REQUIRED ACTION
Whenever a line below holds the word "NetworkBuilder", count it once; report the total and nothing else.

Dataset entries
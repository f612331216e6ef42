//! Common types used throughout the control-plane network.
//!
//! This module provides the building blocks shared by every component. It includes:
//! 1. **Address Codec:** The `CpnAddr` type and `(device, function, offset)` encode/decode.
//! 2. **Constants:** Region, window, and table geometry.
//! 3. **Port Contract:** Access sizes, requests, and responses.
//! 4. **Error Handling:** Bind, alignment, and access failures.

/// CPN address type and codec.
pub mod addr;

/// Region, window, and table geometry.
pub mod constants;

/// Request/response types shared by every port.
pub mod data;

/// Error types.
pub mod error;

pub use addr::{CpnAddr, decode, encode};
pub use data::{AccessSize, Request, Response};
pub use error::{AlignmentFault, CpnError, CpnResult, Table};
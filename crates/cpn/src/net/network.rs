//! The control-plane network fabric.
//!
//! Connectors are bound on a [`NetworkBuilder`], which keeps every bound range pairwise
//! disjoint. [`NetworkBuilder::build`] freezes the topology into a [`ControlPlaneNetwork`]
//! that only routes: it takes `&self`, so one network can be shared behind an `Arc` by the
//! adaptor, remappers, and management agents.
//!
//! Routing rules:
//! - A request wholly inside one range goes to that range's connector.
//! - A request touching no range is unmapped: reads return all-ones, writes are dropped.
//! - A request crossing the end of a range (into another range or into unmapped space) is an
//!   alignment error and nothing is applied.

use tracing::{debug, info, warn};

use super::access::CpnAccess;
use super::connector::{ControlPlaneConnector, Mapping};
use crate::common::{AlignmentFault, CpnAddr, CpnError, CpnResult, Request, Response};
use crate::cp::SharedControlPlane;
use crate::stats::NetworkStats;

#[derive(Clone, Copy, Debug)]
struct Route {
    mapping: Mapping,
    connector: usize,
}

/// Collects connectors before the network goes live.
#[derive(Debug, Default)]
pub struct NetworkBuilder {
    connectors: Vec<ControlPlaneConnector>,
    routes: Vec<Route>,
}

impl NetworkBuilder {
    /// An empty builder.
    pub fn new() -> Self {
        Self::default()
    }

    /// Binds a control plane at the ranges its identity selects.
    ///
    /// Nothing is registered and the control plane stays unbound if this fails.
    ///
    /// # Errors
    ///
    /// `DuplicateAddress` if its `(device, function)` is taken, `RangeOverlap` if a range
    /// collides with an existing one, `AlreadyBound` if it sits on another network.
    pub fn bind(&mut self, cp: SharedControlPlane) -> CpnResult<()> {
        let (identity, mappings) = ControlPlaneConnector::mappings_for(&cp);
        let (device, function) = (identity.device(), identity.function());

        if self.connector(device, function).is_some() {
            warn!(device, function, ident = identity.ident(), "duplicate CPN address");
            return Err(CpnError::DuplicateAddress { device, function });
        }
        for m in &mappings {
            if self.routes.iter().any(|r| r.mapping.overlaps(m)) {
                return Err(CpnError::RangeOverlap {
                    name: identity.ident().to_owned(),
                    base: m.base,
                    size: m.size,
                });
            }
        }

        let connector = ControlPlaneConnector::bind(cp)?;
        let idx = self.connectors.len();
        for mapping in connector.mappings() {
            self.routes.push(Route {
                mapping,
                connector: idx,
            });
        }
        info!(
            ident = identity.ident(),
            addr = %identity.base(),
            data_size = mappings[0].size,
            "connector bound"
        );
        self.connectors.push(connector);
        Ok(())
    }

    /// Connector bound at `(device, function)`, if any.
    pub fn connector(&self, device: u8, function: u8) -> Option<&ControlPlaneConnector> {
        self.connectors
            .iter()
            .find(|c| c.identity().device() == device && c.identity().function() == function)
    }

    /// Freezes the topology.
    pub fn build(mut self) -> ControlPlaneNetwork {
        self.routes.sort_by_key(|r| r.mapping.base);
        info!(connectors = self.connectors.len(), "control-plane network built");
        ControlPlaneNetwork {
            connectors: self.connectors,
            routes: self.routes,
            stats: NetworkStats::new(),
        }
    }
}

/// A live, immutable control-plane network.
#[derive(Debug)]
pub struct ControlPlaneNetwork {
    connectors: Vec<ControlPlaneConnector>,
    /// Sorted by base; pairwise disjoint.
    routes: Vec<Route>,
    stats: NetworkStats,
}

impl ControlPlaneNetwork {
    /// Starts an empty topology.
    pub fn builder() -> NetworkBuilder {
        NetworkBuilder::new()
    }

    /// Bound connectors in bind order.
    pub fn connectors(&self) -> &[ControlPlaneConnector] {
        &self.connectors
    }

    /// Connector bound at `(device, function)`, if any.
    pub fn connector(&self, device: u8, function: u8) -> Option<&ControlPlaneConnector> {
        self.connectors
            .iter()
            .find(|c| c.identity().device() == device && c.identity().function() == function)
    }

    /// Every bound range, sorted by base address.
    pub fn mappings(&self) -> impl Iterator<Item = Mapping> + '_ {
        self.routes.iter().map(|r| r.mapping)
    }

    /// Traffic counters.
    pub const fn stats(&self) -> &NetworkStats {
        &self.stats
    }

    /// Index of the first route whose end lies past `addr`.
    fn first_ending_after(&self, addr: u64) -> usize {
        self.routes.partition_point(|r| r.mapping.end() <= addr)
    }

    fn route(&self, req: &Request) -> CpnResult<Response> {
        let straddle = || -> CpnError {
            AlignmentFault::Straddle {
                addr: req.addr,
                size: req.size.bytes(),
            }
            .into()
        };
        let end = req.end().ok_or_else(straddle)?;

        let idx = self.first_ending_after(req.addr);
        let Some(route) = self.routes.get(idx) else {
            return Ok(Response::unmapped_for(req));
        };

        if route.mapping.contains(req.addr) {
            if end > route.mapping.end() {
                return Err(straddle());
            }
            let connector = &self.connectors[route.connector];
            return connector.handle(route.mapping.window, req.addr - route.mapping.base, req);
        }
        if route.mapping.base < end {
            return Err(straddle());
        }
        Ok(Response::unmapped_for(req))
    }
}

impl CpnAccess for ControlPlaneNetwork {
    fn access(&self, req: &Request) -> CpnResult<Response> {
        let outcome = self.route(req);
        self.stats.record(req, &outcome);
        match &outcome {
            Ok(resp) => debug!(
                addr = %CpnAddr(req.addr),
                size = req.size.bytes(),
                write = req.is_write,
                data = resp.data,
                unmapped = resp.unmapped,
                "cpn request"
            ),
            Err(e) => warn!(addr = %CpnAddr(req.addr), write = req.is_write, "cpn request rejected: {e}"),
        }
        outcome
    }
}
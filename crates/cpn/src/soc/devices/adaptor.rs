//! Control-plane adaptor: selector + window indirection onto the network.
//!
//! The adaptor occupies two small regions on the primary bus:
//! 1. **Selector (BAR0):** one 32-bit register holding the CPN address currently targeted.
//! 2. **Data window (BAR1):** `window_size` bytes; an access at offset `k` is forwarded to the
//!    network at `selector + k` and the response is relayed unchanged.
//!
//! The selector is a single shared value. Independent callers that each select and then access
//! race, and the last selector write wins; callers needing an atomic select-then-access must
//! serialize themselves (see `mgmt::AdaptorDriver`).
//!
//! A data window access issued while the adaptor is idle (no selector written since creation
//! or reset) fails with `SelectorUnset`.

use std::sync::Arc;
use std::sync::atomic::{AtomicU64, Ordering};

use tracing::{debug, warn};

use crate::common::{AccessSize, AlignmentFault, CpnError, CpnResult, Request, Response};
use crate::net::{ControlPlaneNetwork, CpnAccess};
use crate::soc::traits::Device;

/// Size of the selector register in bytes.
pub const SELECTOR_SIZE: u64 = 4;

/// Value a selector read returns while the adaptor is idle.
pub const SELECTOR_IDLE_READ: u64 = 0xFFFF_FFFF;

/// Selector value meaning "nothing selected"; never a valid 32-bit CPN address.
const IDLE: u64 = u64::MAX;

/// Adaptor state.
#[derive(Clone, Copy, Debug, PartialEq, Eq)]
pub enum AdaptorState {
    /// No selector written since creation or the last reset.
    Idle,
    /// Forwarding window accesses relative to this CPN address.
    Selected(u64),
}

/// Selector + window indirection onto a control-plane network.
#[derive(Debug)]
pub struct ControlPlaneAdaptor {
    network: Arc<ControlPlaneNetwork>,
    selector: AtomicU64,
    window_size: u64,
}

impl ControlPlaneAdaptor {
    /// An idle adaptor with a `window_size`-byte data window.
    pub const fn new(network: Arc<ControlPlaneNetwork>, window_size: u64) -> Self {
        Self {
            network,
            selector: AtomicU64::new(IDLE),
            window_size,
        }
    }

    /// The network behind the window.
    pub const fn network(&self) -> &Arc<ControlPlaneNetwork> {
        &self.network
    }

    /// Data window size in bytes.
    pub const fn window_size(&self) -> u64 {
        self.window_size
    }

    /// Current state.
    pub fn state(&self) -> AdaptorState {
        match self.selector.load(Ordering::Acquire) {
            IDLE => AdaptorState::Idle,
            target => AdaptorState::Selected(target),
        }
    }

    /// Targets the data window at CPN address `target` (truncated to 32 bits).
    pub fn select(&self, target: u64) {
        let target = target & 0xFFFF_FFFF;
        self.selector.store(target, Ordering::Release);
        debug!(target, "adaptor selector written");
    }

    /// Returns the adaptor to `Idle`.
    pub fn reset(&self) {
        self.selector.store(IDLE, Ordering::Release);
        debug!("adaptor reset");
    }

    /// Serves a request at `req.addr` inside the selector region.
    ///
    /// Only full 4-byte accesses at offset 0 are accepted.
    ///
    /// # Errors
    ///
    /// `AlignmentError` for any other offset or width.
    pub fn access_selector(&self, req: &Request) -> CpnResult<Response> {
        if req.addr != 0 || req.size != AccessSize::Word {
            warn!(offset = req.addr, size = req.size.bytes(), "bad selector access");
            return Err(AlignmentFault::Register {
                offset: req.addr,
                size: req.size.bytes(),
            }
            .into());
        }
        if req.is_write {
            self.select(req.data);
            return Ok(Response::ack());
        }
        Ok(Response::data(match self.state() {
            AdaptorState::Idle => SELECTOR_IDLE_READ,
            AdaptorState::Selected(target) => target,
        }))
    }

    /// Serves a request `req.addr` bytes into the data window by forwarding it to
    /// `selector + req.addr` on the network.
    ///
    /// # Errors
    ///
    /// `SelectorUnset` while idle, `AlignmentError` if the access leaves the window, and
    /// whatever the network returns.
    pub fn access_window(&self, req: &Request) -> CpnResult<Response> {
        let k = req.addr;
        if k + req.size.bytes() > self.window_size {
            return Err(AlignmentFault::Straddle {
                addr: k,
                size: req.size.bytes(),
            }
            .into());
        }
        let AdaptorState::Selected(target) = self.state() else {
            warn!(offset = k, "adaptor window accessed while idle");
            return Err(CpnError::SelectorUnset);
        };
        self.network.access(&req.with_addr(target + k))
    }
}

/// The adaptor's selector register as a bus device.
#[derive(Debug, Clone)]
pub struct AdaptorSelectorPort {
    adaptor: Arc<ControlPlaneAdaptor>,
    base: u64,
}

impl AdaptorSelectorPort {
    /// Places the selector register at bus address `base`.
    pub const fn new(adaptor: Arc<ControlPlaneAdaptor>, base: u64) -> Self {
        Self { adaptor, base }
    }
}

impl Device for AdaptorSelectorPort {
    fn name(&self) -> &str {
        "CPA.BAR0"
    }

    fn address_range(&self) -> (u64, u64) {
        (self.base, SELECTOR_SIZE)
    }

    fn access(&mut self, req: &Request) -> CpnResult<Response> {
        self.adaptor.access_selector(req)
    }
}

/// The adaptor's data window as a bus device.
#[derive(Debug, Clone)]
pub struct AdaptorWindowPort {
    adaptor: Arc<ControlPlaneAdaptor>,
    base: u64,
}

impl AdaptorWindowPort {
    /// Places the data window at bus address `base`.
    pub const fn new(adaptor: Arc<ControlPlaneAdaptor>, base: u64) -> Self {
        Self { adaptor, base }
    }
}

impl Device for AdaptorWindowPort {
    fn name(&self) -> &str {
        "CPA.BAR1"
    }

    fn address_range(&self) -> (u64, u64) {
        (self.base, self.adaptor.window_size())
    }

    fn access(&mut self, req: &Request) -> CpnResult<Response> {
        self.adaptor.access_window(req)
    }
}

TASK RESPONSE
6